In view of the above-mentioned purpose, as a result of intensive research on a method for improving the characteristics of a solar cell by improving its characteristics, a buffer layer generally used in CIS solar cells is formed by a spray method. It was found that the solar cell characteristics can be improved by forming a buffer layer made of In ₂ S ₃ to which other materials are added by spraying, and the present invention has been made. That is, the present invention has the following configuration.

The present invention relates to a photoelectric conversion of a CIS solar cell including a metal oxide semiconductor layer, a buffer layer stacked in contact with the metal oxide semiconductor layer, and a light absorption layer stacked in contact with the buffer layer on the side opposite to the metal oxide semiconductor layer. In particular, the buffer layer is composed of an In ₂ S ₃ layer to which other materials are added. From the viewpoint of production cost, the buffer layer is preferably formed by spraying in air.

  Examples of other materials added to the buffer layer include titanium (Ti), zinc (Zn), tin (Sn), niobium (Nb), yttrium (Y), lanthanum (La), zirconium (Zr), and tantalum. (Ta), hafnium (Hf), strontium (Sr), barium (Ba), calcium (Ca), vanadium (V), metal containing at least one selected from the group consisting of tungsten (W), etc. Is preferred.

Examples of the buffer layer to which other materials are added include CdS. In addition to safety concerns, In ₂ S ₃ is preferable because light absorption shows a decrease in the spectral response in the blue region.

  The thickness of the other material addition buffer layer is about 0.1 to 1.0 μm, preferably about 0.2 to 0.8 μm. The buffer layer added with the other material having such a thickness becomes a high-resistance n-type semiconductor layer having an effect of improving reproducibility.

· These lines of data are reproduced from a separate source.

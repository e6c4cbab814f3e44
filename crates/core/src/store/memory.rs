//! In-process [`EntityStore`] backed by ordered maps.
//!
//! All tables sit behind one `RwLock`. Ids come from a single counter
//! shared by every table, so an id never names two records.

use std::collections::{BTreeMap, HashSet};

use async_trait::async_trait;
use tokio::sync::RwLock;

use super::{EntityStore, StoreError, StoreOp, StoreResult};
use crate::model::{
    Character, NewCharacter, NewPlot, NewProject, Plot, Project, ProjectList, User,
};
use crate::types::DbId;

#[derive(Default)]
struct Tables {
    last_id: DbId,
    users: BTreeMap<DbId, User>,
    projects: BTreeMap<DbId, Project>,
    plots: BTreeMap<DbId, Plot>,
    characters: BTreeMap<DbId, Character>,
    failing: HashSet<StoreOp>,
}

impl Tables {
    fn next_id(&mut self) -> DbId {
        self.last_id += 1;
        self.last_id
    }

    fn check(&self, op: StoreOp) -> StoreResult<()> {
        if self.failing.contains(&op) {
            return Err(StoreError::Rejected(op));
        }
        Ok(())
    }
}

/// Number of records per table, for asserting on side effects.
#[derive(Debug, Clone, Copy, PartialEq, Eq, Default)]
pub struct RecordCounts {
    pub projects: usize,
    pub plots: usize,
    pub characters: usize,
}

#[derive(Default)]
pub struct MemoryStore {
    tables: RwLock<Tables>,
}

impl MemoryStore {
    pub fn new() -> Self {
        Self::default()
    }

    /// Insert a user with an empty project list.
    ///
    /// Account creation belongs to the sign-up flow, so this is not part of
    /// [`EntityStore`].
    pub async fn create_user(&self, username: &str) -> User {
        let mut tables = self.tables.write().await;
        let user = User {
            id: tables.next_id(),
            username: username.to_string(),
            projects: Vec::new(),
            created_at: chrono::Utc::now(),
        };
        tables.users.insert(user.id, user.clone());
        user
    }

    /// Make every later call of `op` fail with [`StoreError::Rejected`].
    pub async fn fail_on(&self, op: StoreOp) {
        self.tables.write().await.failing.insert(op);
    }

    /// Undo [`fail_on`](Self::fail_on) for every operation.
    pub async fn clear_failures(&self) {
        self.tables.write().await.failing.clear();
    }

    pub async fn record_counts(&self) -> RecordCounts {
        let tables = self.tables.read().await;
        RecordCounts {
            projects: tables.projects.len(),
            plots: tables.plots.len(),
            characters: tables.characters.len(),
        }
    }
}

fn collect_in_order<T: Clone>(table: &BTreeMap<DbId, T>, ids: &[DbId]) -> Vec<T> {
    ids.iter().filter_map(|id| table.get(id).cloned()).collect()
}

#[async_trait]
impl EntityStore for MemoryStore {
    async fn create_project(&self, input: &NewProject) -> StoreResult<Project> {
        let mut tables = self.tables.write().await;
        tables.check(StoreOp::CreateProject)?;
        let project = Project {
            id: tables.next_id(),
            title: input.title.clone(),
            description: input.description.clone(),
            world: input.world.clone(),
            plots: Vec::new(),
            characters: Vec::new(),
            created_at: chrono::Utc::now(),
        };
        tables.projects.insert(project.id, project.clone());
        Ok(project)
    }

    async fn find_project(&self, id: DbId) -> StoreResult<Option<Project>> {
        let tables = self.tables.read().await;
        tables.check(StoreOp::FindProject)?;
        Ok(tables.projects.get(&id).cloned())
    }

    async fn find_projects(&self, ids: &[DbId]) -> StoreResult<Vec<Project>> {
        let tables = self.tables.read().await;
        tables.check(StoreOp::FindProjects)?;
        Ok(collect_in_order(&tables.projects, ids))
    }

    async fn delete_project(&self, id: DbId) -> StoreResult<Option<Project>> {
        let mut tables = self.tables.write().await;
        tables.check(StoreOp::DeleteProject)?;
        Ok(tables.projects.remove(&id))
    }

    async fn push_project_ref(
        &self,
        project_id: DbId,
        list: ProjectList,
        id: DbId,
    ) -> StoreResult<bool> {
        let mut tables = self.tables.write().await;
        tables.check(StoreOp::PushProjectRef)?;
        let Some(project) = tables.projects.get_mut(&project_id) else {
            return Ok(false);
        };
        match list {
            ProjectList::Plots => project.plots.push(id),
            ProjectList::Characters => project.characters.push(id),
        }
        Ok(true)
    }

    async fn find_user(&self, id: DbId) -> StoreResult<Option<User>> {
        let tables = self.tables.read().await;
        tables.check(StoreOp::FindUser)?;
        Ok(tables.users.get(&id).cloned())
    }

    async fn push_user_project(&self, user_id: DbId, project_id: DbId) -> StoreResult<bool> {
        let mut tables = self.tables.write().await;
        tables.check(StoreOp::PushUserProject)?;
        let Some(user) = tables.users.get_mut(&user_id) else {
            return Ok(false);
        };
        user.projects.push(project_id);
        Ok(true)
    }

    async fn pull_user_project(&self, user_id: DbId, project_id: DbId) -> StoreResult<bool> {
        let mut tables = self.tables.write().await;
        tables.check(StoreOp::PullUserProject)?;
        let Some(user) = tables.users.get_mut(&user_id) else {
            return Ok(false);
        };
        user.projects.retain(|id| *id != project_id);
        Ok(true)
    }

    async fn create_plot(&self, input: &NewPlot) -> StoreResult<Plot> {
        let mut tables = self.tables.write().await;
        tables.check(StoreOp::CreatePlot)?;
        let plot = Plot {
            id: tables.next_id(),
            is_time_flag: input.is_time_flag,
            situation: input.situation.clone(),
            location: input.location.clone(),
        };
        tables.plots.insert(plot.id, plot.clone());
        Ok(plot)
    }

    async fn find_plots(&self, ids: &[DbId]) -> StoreResult<Vec<Plot>> {
        let tables = self.tables.read().await;
        tables.check(StoreOp::FindPlots)?;
        Ok(collect_in_order(&tables.plots, ids))
    }

    async fn delete_plot(&self, id: DbId) -> StoreResult<bool> {
        let mut tables = self.tables.write().await;
        tables.check(StoreOp::DeletePlot)?;
        Ok(tables.plots.remove(&id).is_some())
    }

    async fn create_character(&self, input: &NewCharacter) -> StoreResult<Character> {
        let mut tables = self.tables.write().await;
        tables.check(StoreOp::CreateCharacter)?;
        let character = Character {
            id: tables.next_id(),
            name: input.name.clone(),
            role: input.role.clone(),
            sex: input.sex.clone(),
            age: input.age.clone(),
            appearance: input.appearance.clone(),
            personality: input.personality.clone(),
            etc: input.etc.clone(),
            image_url: input.image_url.clone(),
        };
        tables.characters.insert(character.id, character.clone());
        Ok(character)
    }

    async fn find_characters(&self, ids: &[DbId]) -> StoreResult<Vec<Character>> {
        let tables = self.tables.read().await;
        tables.check(StoreOp::FindCharacters)?;
        Ok(collect_in_order(&tables.characters, ids))
    }

    async fn delete_character(&self, id: DbId) -> StoreResult<bool> {
        let mut tables = self.tables.write().await;
        tables.check(StoreOp::DeleteCharacter)?;
        Ok(tables.characters.remove(&id).is_some())
    }
}

#[cfg(test)]
mod tests {
    use super::*;
    use crate::seed;

    fn new_project() -> NewProject {
        NewProject {
            title: "Saga".into(),
            description: "A long tale".into(),
            world: seed::default_world(),
        }
    }

    #[tokio::test]
    async fn find_projects_keeps_requested_order_and_skips_missing() {
        let store = MemoryStore::new();
        let a = store.create_project(&new_project()).await.unwrap();
        let b = store.create_project(&new_project()).await.unwrap();

        let found = store.find_projects(&[b.id, 999, a.id]).await.unwrap();
        let ids: Vec<DbId> = found.iter().map(|p| p.id).collect();
        assert_eq!(ids, vec![b.id, a.id]);
    }

    #[tokio::test]
    async fn push_to_missing_parent_reports_false() {
        let store = MemoryStore::new();
        assert!(!store
            .push_project_ref(42, ProjectList::Plots, 1)
            .await
            .unwrap());
        assert!(!store.push_user_project(42, 1).await.unwrap());
    }

    #[tokio::test]
    async fn pull_removes_every_occurrence() {
        let store = MemoryStore::new();
        let user = store.create_user("ada").await;
        store.push_user_project(user.id, 5).await.unwrap();
        store.push_user_project(user.id, 6).await.unwrap();
        store.push_user_project(user.id, 5).await.unwrap();

        store.pull_user_project(user.id, 5).await.unwrap();
        let user = store.find_user(user.id).await.unwrap().unwrap();
        assert_eq!(user.projects, vec![6]);
    }

    #[tokio::test]
    async fn injected_failure_leaves_tables_untouched() {
        let store = MemoryStore::new();
        store.fail_on(StoreOp::CreatePlot).await;

        let err = store.create_plot(&seed::chapter_card()).await.unwrap_err();
        assert!(matches!(err, StoreError::Rejected(StoreOp::CreatePlot)));
        assert_eq!(store.record_counts().await.plots, 0);

        store.clear_failures().await;
        assert!(store.create_plot(&seed::chapter_card()).await.is_ok());
    }

    #[tokio::test]
    async fn ids_are_unique_across_tables() {
        let store = MemoryStore::new();
        let user = store.create_user("ada").await;
        let project = store.create_project(&new_project()).await.unwrap();
        let plot = store.create_plot(&seed::plot_card()).await.unwrap();
        let character = store
            .create_character(&seed::default_character())
            .await
            .unwrap();

        let ids: HashSet<DbId> = [user.id, project.id, plot.id, character.id]
            .into_iter()
            .collect();
        assert_eq!(ids.len(), 4);
    }
}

The metal oxide semiconductor used for the metal oxide semiconductor layer is not particularly limited as long as it is an n-type semiconductor having a band gap of about 2 to 5 eV. For example, titanium (Ti), zinc (Zn), tin (Sn), niobium (Nb), indium (In), yttrium (Y), lanthanum (La), zirconium (Zr), tantalum (Ta), hafnium (Hf) ), Strontium (Sr), barium (Ba), calcium (Ca), vanadium (V), a metal oxide containing at least one selected from the group consisting of metal elements such as tungsten (W) is preferable. Further, it contains at least one selected from the group consisting of non-metallic elements such as nitrogen (N), carbon (C), fluorine (F), sulfur (S), chlorine (Cl), and phosphorus (P). May be. In particular, an n-type semiconductor whose conduction band is lower in the electron energy level than the conduction band of the buffer In ₂ S ₃ layer to which other materials are added is preferable. Specifically, titanium oxide, tungsten oxide, zinc oxide, niobium oxide, tantalum oxide, strontium titanate, and the like are more preferable, and titanium oxide is more preferable. Note that in the case where a perovskite oxide semiconductor is used as the metal oxide semiconductor, a donor may be doped. By forming a metal oxide semiconductor layer made of these metal oxide semiconductors, the metal oxide semiconductor layer becomes a window layer for introducing light into a light absorption layer described later, and another material addition buffer described later It can be an n-type semiconductor layer that plays a role of collecting electrons from the layer. In addition, these metal oxide semiconductors may be used independently and may be used in combination of 2 or more type.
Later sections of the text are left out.